The government statement did not identify the news outlet. But Stand News itself posted pictures of the police raid on its Facebook page. Ho, a former director of the publication, also used Facebook to confirm that she had been arrested on suspicion of “conspiracy to publish seditious publications” and taken to Western District police station.
.@inmedia reports Hong Kong national security police have arrested 6 senior media executives this morning, including Ronson Chan, head of @HKJA_Official, & have searched @StandNewsHK offices on suspicion of “publishing seditious publications”. pic.twitter/V1rMf4iXP9
— Kong Tsung-gan / 江松澗 (@KongTsungGan) December 28, 2021
Those arrested included the publication’s editor and former editor and Margaret Ng, a barrister and another former board member. Ronson Chan, head of the Hong Kong Journalists Association, was detained for questioning but was not arrested.
The mass arrests come just a day after the authorities leveled additional charges against publisher Jimmy Lai, six people and three companies associated with the now extinct news publication Apple Daily.
Next Digital’s former CEO Cheung Kim-hung, Apple Daily’s former editor-in-chief Ryan Law, executives Chan Pui-man and Lam Man-chun, writers Yeung Ching-kee and Fung Wai-kong were charged with “publishing and distributing seditious publications with the intention to bring into hatred or contempt, or excite disaffection against the [mainland China] and Hong Kong governments, as well as the judiciary of Hong Kong, between April 1, 2019 and June 24 this year. Apple Daily has already been dismantled and Lai jailed.
The National Security Law was brought in on June 30, 2020. Authorities have repeatedly stated that it does not have retrospective effect. The sedition law pre-dates the NSL and harks back to the British colonial era.
The former Apple Daily staff are also accused of “having the intention to raise discontent or disaffection among Hong Kong residents, incite people to violence, and counsel disobedience to law or any lawful order,” and with “conspiracy to collude with foreign forces between July 1 last year and June 24 this year.”
“The association urges the government to protect press freedom in accordance with the Basic Law,” a statement from the Hong Kong Journalists Association said in response to the Wednesday arrests and what it sees as continuing attacks on the media by government.
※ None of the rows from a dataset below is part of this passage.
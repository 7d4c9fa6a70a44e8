use chrono::{DateTime, Datelike, NaiveDate, NaiveDateTime, Utc};
use serde::{Deserialize, Deserializer, Serialize};
use serde_yaml::{Number, Value};
use std::collections::BTreeMap;
use std::fmt;

/// Fields present in a dataset file that the viewer does not model.
/// They are kept so that a record can be written back unchanged.
pub type Extra = BTreeMap<String, Value>;

/// A timestamp exactly as it was stored in the dataset file.
#[derive(Debug, Clone, PartialEq, Eq, Serialize, Deserialize)]
#[serde(transparent)]
pub struct Timestamp(String);

impl Timestamp {
    pub fn new(raw: impl Into<String>) -> Self {
        Self(raw.into())
    }

    pub fn as_str(&self) -> &str {
        &self.0
    }

    pub fn is_empty(&self) -> bool {
        self.0.trim().is_empty()
    }

    /// Interprets the stored text. Values without an offset are taken as UTC.
    pub fn parsed(&self) -> Option<DateTime<Utc>> {
        let raw = self.0.trim();
        if let Ok(dt) = DateTime::parse_from_rfc3339(raw) {
            return Some(dt.with_timezone(&Utc));
        }
        for format in ["%Y-%m-%dT%H:%M:%S%.f", "%Y-%m-%d %H:%M:%S%.f"] {
            if let Ok(naive) = NaiveDateTime::parse_from_str(raw, format) {
                return Some(naive.and_utc());
            }
        }
        NaiveDate::parse_from_str(raw, "%Y-%m-%d")
            .ok()
            .and_then(|date| date.and_hms_opt(0, 0, 0))
            .map(|naive| naive.and_utc())
    }

    /// Long form date, e.g. `April 29th, 1453`. Falls back to the raw text.
    pub fn long_date(&self) -> String {
        match self.parsed() {
            Some(dt) => format!(
                "{} {}{}, {}",
                dt.format("%B"),
                dt.day(),
                ordinal_suffix(dt.day()),
                dt.year()
            ),
            None => self.0.trim().to_string(),
        }
    }
}

impl fmt::Display for Timestamp {
    fn fmt(&self, f: &mut fmt::Formatter<'_>) -> fmt::Result {
        f.write_str(&self.0)
    }
}

fn ordinal_suffix(day: u32) -> &'static str {
    match (day % 10, day % 100) {
        (_, 11..=13) => "th",
        (1, _) => "st",
        (2, _) => "nd",
        (3, _) => "rd",
        _ => "th",
    }
}

fn non_empty_str(value: &Option<String>) -> Option<&str> {
    value.as_deref().map(str::trim).filter(|s| !s.is_empty())
}

fn non_empty_list(value: &Option<Vec<String>>) -> Option<&[String]> {
    value.as_deref().filter(|list| !list.is_empty())
}

/// Explicit `null` reads the same as a missing key.
fn null_as_default<'de, D, T>(deserializer: D) -> std::result::Result<T, D::Error>
where
    D: Deserializer<'de>,
    T: Default + Deserialize<'de>,
{
    Ok(Option::<T>::deserialize(deserializer)?.unwrap_or_default())
}

fn non_empty_timestamp(value: &Option<Timestamp>) -> Option<&Timestamp> {
    value.as_ref().filter(|ts| !ts.is_empty())
}

#[derive(Debug, Clone, PartialEq, Serialize, Deserialize)]
pub struct Dataset {
    pub name: String,
    pub metadata: DatasetMetadata,
    pub articles: Vec<Article>,
    #[serde(flatten)]
    pub extra: Extra,
}

impl Dataset {
    pub fn displayable_count(&self) -> usize {
        self.articles.iter().filter(|a| a.is_displayable()).count()
    }
}

/// Summary block of a dataset. The stored counts are provenance only and may
/// disagree with the articles that follow them.
#[derive(Debug, Clone, PartialEq, Serialize, Deserialize)]
pub struct DatasetMetadata {
    pub query: String,
    pub processed_at: Timestamp,
    pub total_articles: usize,
    pub successful: usize,
    #[serde(flatten)]
    pub extra: Extra,
}

/// One search hit. Every per-article field may be missing or `null`; scalars
/// that were absent stay absent when the record is written back.
#[derive(Debug, Clone, PartialEq, Serialize, Deserialize)]
pub struct Article {
    #[serde(default, deserialize_with = "null_as_default")]
    pub url: String,
    #[serde(default, deserialize_with = "null_as_default")]
    pub original_title: String,
    #[serde(default, skip_serializing_if = "Option::is_none")]
    pub original_snippet: Option<String>,
    #[serde(default, skip_serializing_if = "Option::is_none")]
    pub thumbnail_url: Option<String>,
    /// Kept as stored so `8` is not rewritten as `8.0`.
    #[serde(default, skip_serializing_if = "Option::is_none")]
    pub relevance_score: Option<Number>,
    #[serde(default, skip_serializing_if = "Option::is_none")]
    pub relevance_interpretation: Option<String>,
    #[serde(default, skip_serializing_if = "Option::is_none")]
    pub rank: Option<i64>,
    #[serde(default, skip_serializing_if = "Option::is_none")]
    pub crawl_success: Option<bool>,
    #[serde(default, skip_serializing_if = "Option::is_none")]
    pub extraction_success: Option<bool>,
    #[serde(default, skip_serializing_if = "Option::is_none")]
    pub article: Option<ArticleMetadata>,
    /// Body location used by older datasets, before it moved into `article`.
    #[serde(default, skip_serializing_if = "Option::is_none")]
    pub markdown_content: Option<String>,
    #[serde(default, skip_serializing_if = "Option::is_none")]
    pub error: Option<String>,
    #[serde(flatten)]
    pub extra: Extra,
}

impl Article {
    /// Crawl and extraction both succeeded and the metadata payload exists.
    pub fn is_displayable(&self) -> bool {
        self.crawled() && self.extracted() && self.article.is_some()
    }

    pub fn crawled(&self) -> bool {
        self.crawl_success.unwrap_or(false)
    }

    pub fn extracted(&self) -> bool {
        self.extraction_success.unwrap_or(false)
    }

    /// Relevance on the 0..=10 scale; a missing score counts as 0.
    pub fn score(&self) -> f64 {
        self.relevance_score
            .as_ref()
            .and_then(Number::as_f64)
            .unwrap_or(0.0)
    }

    pub fn snippet(&self) -> &str {
        self.original_snippet.as_deref().unwrap_or_default()
    }

    /// The metadata payload, only for displayable articles.
    pub fn payload(&self) -> Option<&ArticleMetadata> {
        if self.is_displayable() {
            self.article.as_ref()
        } else {
            None
        }
    }

    /// `None` when the article is unranked (stored rank of 0 or below).
    pub fn rank(&self) -> Option<i64> {
        self.rank.filter(|rank| *rank > 0)
    }

    /// Relevance score mapped onto 0..=100.
    pub fn relevance_percent(&self) -> f64 {
        let score = self.score();
        if score.is_nan() {
            return 0.0;
        }
        (score / 10.0 * 100.0).clamp(0.0, 100.0)
    }

    pub fn thumbnail(&self) -> Option<&str> {
        non_empty_str(&self.thumbnail_url)
    }

    pub fn error_detail(&self) -> Option<&str> {
        non_empty_str(&self.error)
    }

    /// Body text: the nested payload first, then the legacy top-level field.
    pub fn markdown_source(&self) -> Option<&str> {
        self.article
            .as_ref()
            .and_then(ArticleMetadata::markdown)
            .or_else(|| non_empty_str(&self.markdown_content))
    }

    /// Source name of a displayable article, used for badges.
    pub fn source(&self) -> Option<&str> {
        self.payload().and_then(ArticleMetadata::source)
    }
}

#[derive(Debug, Clone, Default, PartialEq, Serialize, Deserialize)]
pub struct ArticleMetadata {
    #[serde(default, skip_serializing_if = "Option::is_none")]
    pub title: Option<String>,
    #[serde(default, skip_serializing_if = "Option::is_none")]
    pub summary: Option<String>,
    #[serde(default, skip_serializing_if = "Option::is_none")]
    pub source: Option<String>,
    #[serde(default, skip_serializing_if = "Option::is_none")]
    pub published_date: Option<Timestamp>,
    #[serde(default, skip_serializing_if = "Option::is_none")]
    pub updated_date: Option<Timestamp>,
    #[serde(default, skip_serializing_if = "Option::is_none")]
    pub authors: Option<Vec<String>>,
    #[serde(default, skip_serializing_if = "Option::is_none")]
    pub categories: Option<Vec<String>>,
    #[serde(default, skip_serializing_if = "Option::is_none")]
    pub tags: Option<Vec<String>>,
    #[serde(default, skip_serializing_if = "Option::is_none")]
    pub key_points: Option<Vec<String>>,
    #[serde(default, skip_serializing_if = "Option::is_none")]
    pub entities_mentioned: Option<Vec<String>>,
    #[serde(default, skip_serializing_if = "Option::is_none")]
    pub has_paywall: Option<bool>,
    #[serde(default, skip_serializing_if = "Option::is_none")]
    pub content_type: Option<String>,
    #[serde(default, skip_serializing_if = "Option::is_none")]
    pub markdown_content: Option<String>,
    #[serde(flatten)]
    pub extra: Extra,
}

impl ArticleMetadata {
    pub fn paywalled(&self) -> bool {
        self.has_paywall.unwrap_or(false)
    }

    pub fn summary(&self) -> Option<&str> {
        non_empty_str(&self.summary)
    }

    pub fn source(&self) -> Option<&str> {
        non_empty_str(&self.source)
    }

    pub fn published(&self) -> Option<&Timestamp> {
        non_empty_timestamp(&self.published_date)
    }

    pub fn updated(&self) -> Option<&Timestamp> {
        non_empty_timestamp(&self.updated_date)
    }

    pub fn authors(&self) -> Option<&[String]> {
        non_empty_list(&self.authors)
    }

    pub fn categories(&self) -> Option<&[String]> {
        non_empty_list(&self.categories)
    }

    pub fn tags(&self) -> Option<&[String]> {
        non_empty_list(&self.tags)
    }

    pub fn key_points(&self) -> Option<&[String]> {
        non_empty_list(&self.key_points)
    }

    pub fn entities(&self) -> Option<&[String]> {
        non_empty_list(&self.entities_mentioned)
    }

    pub fn content_type(&self) -> Option<&str> {
        non_empty_str(&self.content_type)
    }

    pub fn markdown(&self) -> Option<&str> {
        non_empty_str(&self.markdown_content)
    }
}

/// A dataset together with the file it was loaded from.
#[derive(Debug, Clone, PartialEq, Serialize)]
pub struct DatasetEntry {
    pub filename: String,
    pub dataset: Dataset,
}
The Hong Kong government appeared unmoved by such criticism. At a press conference held later in the day John Lee, the city’s second ranking official, said: “Anybody who attempts to make use of media work as a tool to pursue their political purpose or other interests [and] contravenes the law, particularly offences that endanger national security, they are the evil elements that damage press freedom.
“Professional media workers should recognize that these are the bad apples who are abusing their position simply by wearing a false coat of media worker and then, using that position, abuse news as a tool, to pursue their own purposes. They will pollute press freedom. Professional media workers should recognize this, say no to these people and stand far from them.”
(The original version of this report has been updated with additional information.)